The data -
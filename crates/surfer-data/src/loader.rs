//! Scenario loading: format detection, file discovery, and deserialization.
//!
//! Scenario files may be RON, TOML or JSON; the format is chosen by
//! extension. A directory of scenarios is loaded in file-name order so runs
//! are reproducible.

use serde::de::DeserializeOwned;
use std::path::{Path, PathBuf};
use surfer_core::error::SimError;

use crate::schema::{ResolvedScenario, ScenarioFile};

// ===========================================================================
// Errors
// ===========================================================================

/// Errors that can occur while loading scenarios.
#[derive(Debug, thiserror::Error)]
pub enum DataLoadError {
    /// The extension is not `ron`, `toml` or `json`.
    #[error("{file} is not a scenario file")]
    UnsupportedFormat { file: PathBuf },

    /// Two scenario files with the same base name but different formats exist.
    #[error("scenario {a} is also defined by {b}")]
    ConflictingFormats { a: PathBuf, b: PathBuf },

    /// The file did not match the scenario schema.
    #[error("could not read scenario {file}: {detail}")]
    Parse { file: PathBuf, detail: String },

    /// A date field is not an RFC 3339 timestamp.
    #[error("{field} is not an RFC 3339 timestamp: '{value}'")]
    InvalidDate { field: &'static str, value: String },

    /// A quantity field could not be parsed or has the wrong dimension.
    #[error("invalid quantity for {field}: {detail}")]
    Quantity { field: &'static str, detail: String },

    /// A numeric field is outside its allowed range.
    #[error("{field} out of range: {value}")]
    OutOfRange { field: &'static str, value: f64 },

    /// The resolved configuration or a model parameter was rejected by the
    /// engine.
    #[error(transparent)]
    Sim(#[from] SimError),

    #[error(transparent)]
    Io(#[from] std::io::Error),
}

// ===========================================================================
// Format detection
// ===========================================================================

/// Serde front-ends a scenario can be written in.
#[derive(Debug, Clone, Copy, PartialEq, Eq)]
pub enum Format {
    Ron,
    Toml,
    Json,
}

impl Format {
    /// Every accepted format.
    pub const ALL: [Format; 3] = [Format::Ron, Format::Toml, Format::Json];

    /// File extension, without the dot.
    pub fn extension(self) -> &'static str {
        match self {
            Format::Ron => "ron",
            Format::Toml => "toml",
            Format::Json => "json",
        }
    }
}

/// Pick the format for a scenario file from its extension (case-sensitive).
pub fn detect_format(path: &Path) -> Result<Format, DataLoadError> {
    let ext = path.extension().and_then(|e| e.to_str());
    Format::ALL
        .into_iter()
        .find(|format| Some(format.extension()) == ext)
        .ok_or_else(|| DataLoadError::UnsupportedFormat {
            file: path.to_path_buf(),
        })
}

// ===========================================================================
// Deserialization
// ===========================================================================

/// Read `path` and deserialize it in the format its extension names.
pub fn deserialize_file<T: DeserializeOwned>(path: &Path) -> Result<T, DataLoadError> {
    let format = detect_format(path)?;
    let text = std::fs::read_to_string(path)?;
    deserialize_str(&text, format).map_err(|detail| DataLoadError::Parse {
        file: path.to_path_buf(),
        detail,
    })
}

/// Deserialize in-memory content of a known format.
pub fn deserialize_str<T: DeserializeOwned>(content: &str, format: Format) -> Result<T, String> {
    match format {
        Format::Ron => ron::from_str(content).map_err(|e| e.to_string()),
        Format::Json => serde_json::from_str(content).map_err(|e| e.to_string()),
        Format::Toml => toml::from_str(content).map_err(|e| e.to_string()),
    }
}

// ===========================================================================
// Scenarios
// ===========================================================================

/// Load and resolve one scenario file. The file stem names the scenario
/// unless the file sets `name`.
pub fn load_scenario(path: &Path) -> Result<ResolvedScenario, DataLoadError> {
    let file: ScenarioFile = deserialize_file(path)?;
    let stem = path
        .file_stem()
        .and_then(|s| s.to_str())
        .unwrap_or("scenario");
    let resolved = file.resolve(stem)?;
    log::info!(
        "loaded scenario '{}' from {}: {} steps of {} s",
        resolved.name,
        path.display(),
        resolved.config.expected_steps(),
        resolved.config.delta_seconds(),
    );
    Ok(resolved)
}

/// Find every scenario file in `dir`, sorted by file name.
///
/// Files with other extensions are skipped. Two files sharing a stem in
/// different formats are an error.
pub fn discover_scenarios(dir: &Path) -> Result<Vec<PathBuf>, DataLoadError> {
    let mut paths = Vec::new();
    for entry in std::fs::read_dir(dir)? {
        let path = entry?.path();
        if !path.is_file() {
            continue;
        }
        if detect_format(&path).is_err() {
            log::debug!("skipping non-scenario file {}", path.display());
            continue;
        }
        paths.push(path);
    }
    paths.sort();

    for pair in paths.windows(2) {
        if pair[0].file_stem() == pair[1].file_stem() {
            return Err(DataLoadError::ConflictingFormats {
                a: pair[0].clone(),
                b: pair[1].clone(),
            });
        }
    }
    Ok(paths)
}

/// Load and resolve every scenario in `dir`, in file-name order.
pub fn load_scenario_dir(dir: &Path) -> Result<Vec<ResolvedScenario>, DataLoadError> {
    discover_scenarios(dir)?
        .iter()
        .map(|path| load_scenario(path))
        .collect()
}

// ===========================================================================
// Tests
// ===========================================================================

Problem to solve - Exactly reproduce every line of the records.

Task answer -
filename crates/surfer-data/src/loader.rs
//! Scenario loading: format detection, file discovery, and deserialization.
//!
//! Scenario files may be RON, TOML or JSON; the format is chosen by
//! extension. A directory of scenarios is loaded in file-name order so runs
//! are reproducible.

use serde::de::DeserializeOwned;
use std::path::{Path, PathBuf};
use surfer_core::error::SimError;

use crate::schema::{ResolvedScenario, ScenarioFile};

// ===========================================================================
// Errors
// ===========================================================================

/// Errors that can occur while loading scenarios.
#[derive(Debug, thiserror::Error)]
pub enum DataLoadError {
    /// The extension is not `ron`, `toml` or `json`.
    #[error("{file} is not a scenario file")]
    UnsupportedFormat { file: PathBuf },

    /// Two scenario files with the same base name but different formats exist.
    #[error("scenario {a} is also defined by {b}")]
    ConflictingFormats { a: PathBuf, b: PathBuf },

    /// The file did not match the scenario schema.
    #[error("could not read scenario {file}: {detail}")]
    Parse { file: PathBuf, detail: String },

    /// A date field is not an RFC 3339 timestamp.
    #[error("{field} is not an RFC 3339 timestamp: '{value}'")]
    InvalidDate { field: &'static str, value: String },

    /// A quantity field could not be parsed or has the wrong dimension.
    #[error("invalid quantity for {field}: {detail}")]
    Quantity { field: &'static str, detail: String },

    /// A numeric field is outside its allowed range.
    #[error("{field} out of range: {value}")]
    OutOfRange { field: &'static str, value: f64 },

    /// The resolved configuration or a model parameter was rejected by the
    /// engine.
    #[error(transparent)]
    Sim(#[from] SimError),

    #[error(transparent)]
    Io(#[from] std::io::Error),
}

// ===========================================================================
// Format detection
// ===========================================================================

/// Serde front-ends a scenario can be written in.
#[derive(Debug, Clone, Copy, PartialEq, Eq)]
pub enum Format {
    Ron,
    Toml,
    Json,
}

impl Format {
    /// Every accepted format.
    pub const ALL: [Format; 3] = [Format::Ron, Format::Toml, Format::Json];

    /// File extension, without the dot.
    pub fn extension(self) -> &'static str {
        match self {
            Format::Ron => "ron",
            Format::Toml => "toml",
            Format::Json => "json",
        }
    }
}

/// Pick the format for a scenario file from its extension (case-sensitive).
pub fn detect_format(path: &Path) -> Result<Format, DataLoadError> {
    let ext = path.extension().and_then(|e| e.to_str());
    Format::ALL
        .into_iter()
        .find(|format| Some(format.extension()) == ext)
        .ok_or_else(|| DataLoadError::UnsupportedFormat {
            file: path.to_path_buf(),
        })
}

// ===========================================================================
// Deserialization
// ===========================================================================

/// Read `path` and deserialize it in the format its extension names.
pub fn deserialize_file<T: DeserializeOwned>(path: &Path) -> Result<T, DataLoadError> {
    let format = detect_format(path)?;
    let text = std::fs::read_to_string(path)?;
    deserialize_str(&text, format).map_err(|detail| DataLoadError::Parse {
        file: path.to_path_buf(),
        detail,
    })
}

/// Deserialize in-memory content of a known format.
pub fn deserialize_str<T: DeserializeOwned>(content: &str, format: Format) -> Result<T, String> {
    match format {
        Format::Ron => ron::from_str(content).map_err(|e| e.to_string()),
        Format::Json => serde_json::from_str(content).map_err(|e| e.to_string()),
        Format::Toml => toml::from_str(content).map_err(|e| e.to_string()),
    }
}

// ===========================================================================
// Scenarios
// ===========================================================================

/// Load and resolve one scenario file. The file stem names the scenario
/// unless the file sets `name`.
pub fn load_scenario(path: &Path) -> Result<ResolvedScenario, DataLoadError> {
    let file: ScenarioFile = deserialize_file(path)?;
    let stem = path
        .file_stem()
        .and_then(|s| s.to_str())
        .unwrap_or("scenario");
    let resolved = file.resolve(stem)?;
    log::info!(
        "loaded scenario '{}' from {}: {} steps of {} s",
        resolved.name,
        path.display(),
        resolved.config.expected_steps(),
        resolved.config.delta_seconds(),
    );
    Ok(resolved)
}

/// Find every scenario file in `dir`, sorted by file name.
///
/// Files with other extensions are skipped. Two files sharing a stem in
/// different formats are an error.
pub fn discover_scenarios(dir: &Path) -> Result<Vec<PathBuf>, DataLoadError> {
    let mut paths = Vec::new();
    for entry in std::fs::read_dir(dir)? {
        let path = entry?.path();
        if !path.is_file() {
            continue;
        }
        if detect_format(&path).is_err() {
            log::debug!("skipping non-scenario file {}", path.display());
            continue;
        }
        paths.push(path);
    }
    paths.sort();

    for pair in paths.windows(2) {
        if pair[0].file_stem() == pair[1].file_stem() {
            return Err(DataLoadError::ConflictingFormats {
                a: pair[0].clone(),
                b: pair[1].clone(),
            });
        }
    }
    Ok(paths)
}

/// Load and resolve every scenario in `dir`, in file-name order.
pub fn load_scenario_dir(dir: &Path) -> Result<Vec<ResolvedScenario>, DataLoadError> {
    discover_scenarios(dir)?
        .iter()
        .map(|path| load_scenario(path))
        .collect()
}

// ===========================================================================
// Tests
// ===========================================================================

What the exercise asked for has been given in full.